0

I need to detect single characters as part of a bigger project, but seem to have hit a roadblock.

This is what I have to work with: Characters

I've already done a bit of preprocessing to get to this stage (removing the background, skewing, warping, etc), which I don't think is necessary for me to include. I've done nothing to the original image, apart from a simple Otsu threshold.

Each image is a (60,60,1) numpy array. The picture attached above is a screengrab of matplotlibs output.

The output I get from EasyOCR, compared to the validation set is:

['O', 'O', 'R', 'E', 'A', 'D', 'O', 'J', 'R', 'I', 'J', 'A', 'E', 'N', 'N', 'I', 'I', 'D', 'S', 'H', 'U', 'E', 'T', 'O', 'T', 'T', 'H', 'E', 'R', 'A', 'N']

[[], [], 'r', 'E', [], [], [], [], 'R', [], [], [], 'E', 'N', 'N', [], [], [], 'S', 'H', [], 'E', [], [], [], [], 'H', 'E', 'R', [], 'N', []]
12/31

It's escaping me as to why this is so hard for it to read. I've tried resizing the image in case the character is too small. I've tried blurring it in case there's too much noise. I've tried eroding and then blurring it. But I cannot pass 20/30, no matter what I do. Any insights? It seems to me that the majority of the time, it doesn't detect a character, but when it does, it classifies it correctly. Could there be a reason for this behavior?

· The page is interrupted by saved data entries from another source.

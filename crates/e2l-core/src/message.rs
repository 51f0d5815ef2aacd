//! Request and response messages
//!
//! Requests are maps with a `cmd` field plus command-specific fields.
//! Responses are maps with a `status` field (`ok` or `error`) plus either
//! `message` or the command's result fields.

use crate::error::{BridgeError, Result};
use crate::space::{ActionDesc, ActionSpaceDesc, ObservationSpaceDesc, SpaceDesc};
use crate::value::{Value, ValueMap};

/// Parameters of a `step` command
#[derive(Debug, Clone, Default, PartialEq)]
pub struct StepRequest {
    /// Fixed time advanced per tick; server default when absent
    pub delta_time: Option<f64>,
    /// Ticks to run; server default when absent
    pub num_ticks: Option<u32>,
    /// `(key, value)` axis inputs
    pub axes: Vec<(String, f64)>,
    /// `(key, pressed)` action inputs
    pub actions: Vec<(String, bool)>,
}

/// One entry of a `set` command
#[derive(Debug, Clone, PartialEq)]
pub struct Setter {
    /// `entity[:component...]:property` addressing expression
    pub path: String,
    pub value: Value,
    /// Add `value` to the current value instead of overwriting it
    pub relative: bool,
}

impl Setter {
    pub fn new(path: impl Into<String>, value: impl Into<Value>) -> Self {
        Self {
            path: path.into(),
            value: value.into(),
            relative: false,
        }
    }

    pub fn relative(path: impl Into<String>, value: impl Into<Value>) -> Self {
        Self {
            relative: true,
            ..Self::new(path, value)
        }
    }
}

/// A decoded request
#[derive(Debug, Clone, PartialEq)]
pub enum Command {
    Step(StepRequest),
    Reset,
    Seed(i64),
    Set(Vec<Setter>),
    GetSpec,
}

Each character image is 60x60, so you should be able to extract them using np slicing from the larger image. I've tried Tesseract as well, but the results were worse.

MRE:

The input to this function is a list of np arrays, representing the images below: raw input

Using the code below, these images are turned into what I've added above.

 letter = np.asarray(tile, np.uint8)
                gray = cv2.cvtColor(letter, cv2.COLOR_BGR2GRAY)
                _, binary_img = cv2.threshold(gray, 0, 255, cv2.THRESH_BINARY | cv2.THRESH_OTSU)
                # contours, hier = cv2.findContours(binary_img, cv2.RETR_TREE, cv2.CHAIN_APPROX_NONE)
                (h, w) = letter.shape[:2]
                image_size = h * w
                mser = cv2.MSER_create()
                mser.setMaxArea(image_size // 6)
                mser.setMinArea(90)

                regions, rects = mser.detectRegions(binary_img)
                good_rects = []
                thresh = 14
                # filtering for centre
                for (x, y, width, height) in rects:
                    if (abs(20 - (x + width // 2)) >= thresh) or (abs(20 - (y + height // 2)) >= (thresh - 8)):
                        continue
                    good_rects.append([x, y, width, height])
                # sorting according to distance from centre, in case of duplicates.
                good_rects = sorted(good_rects, key=lambda sublist: abs(w // 2 - sublist[2]))
                centre_rect = None
                if len(good_rects) > 0:
                    for k in range(len(good_rects)):
                        if abs(good_rects[k][3] - h) <= 5:
                            continue
                        if centre_rect is None:
                            centre_rect = good_rects[k]
                            continue
                        if good_rects[k][3] > centre_rect[3] and abs(good_rects[k][0] - centre_rect[0]) <=3:
                            centre_rect = good_rects[k]
                            break

                    (x, y, width, height) = centre_rect
                    cv2.rectangle(letter, (x, y), (x + width, y + height), color=(255, 0, 255), thickness=1)




                # taking the subsection that is the character:

                padded_char = letter
                character = letter
                if centre_rect is not None:
                    (x, y, width, height) = centre_rect
                    character = binary_img[y:y + height, x:x + height]
                    new_image_width = 60
                    new_image_height = 60
                    padded_char = np.ones((new_image_height, new_image_width), dtype=np.uint8) * 255

                    x_center = (new_image_width - len(character[0])) // 2
                    y_center = (new_image_height - len(character)) // 2

                    padded_char[y_center:y_center + len(character), x_center:x_center + len(character[0])] = character


                kernel = np.ones((1, 1), np.uint8)


                # found_letter = pytesseract.image_to_string(eroded, config='--psm 10 --oem 1 -c '
                # 'tessedit_char_whitelist=ABCDEFGHIJKLMNOPQRSTUVWXYZ')

                padded_char = cv2.erode(padded_char, kernel, iterations=3)
                changed_letters.append(padded_char)
                result = reader.readtext(padded_char)
  • 1
    Show your tesseract code. Perhaps you need to adjust one of the parameters. See page segmentation modes at https://github.com/tesseract-ocr/tessdoc/blob/main/ImproveQuality.md – fmw42 Jul 18 '23 at 01:01
  • @fmw42 As stated in the title, I'm using EasyOCR. When I tried Tesseract, I used psm 10, which seemed to be ideal. – Armaan Shah Jul 18 '23 at 21:43
  • Sorry, I do not know EasyOCR. But concepts in that reference might still be useful. – fmw42 Jul 18 '23 at 22:47
  • @fmw42 I've done all the steps in the reference as part of my initial preprocessing. Do you have any other insight as to why this text may not be readable? It isn't readable to a high degree of accuracy by tesseract either. – Armaan Shah Jul 19 '23 at 10:10
  • tesseract should read it if you use the arguments as suggested for individual characters. – fmw42 Jul 19 '23 at 15:53
  • @ArmaanShah please provide a [MWE](https://stackoverflow.com/help/minimal-reproducible-example) including the code that you have tried and the corresponding parameters. – Bilal Jul 19 '23 at 16:25
  • @Bilal I've edited the post, I hope this is enough. – Armaan Shah Jul 22 '23 at 08:06

0 Answers0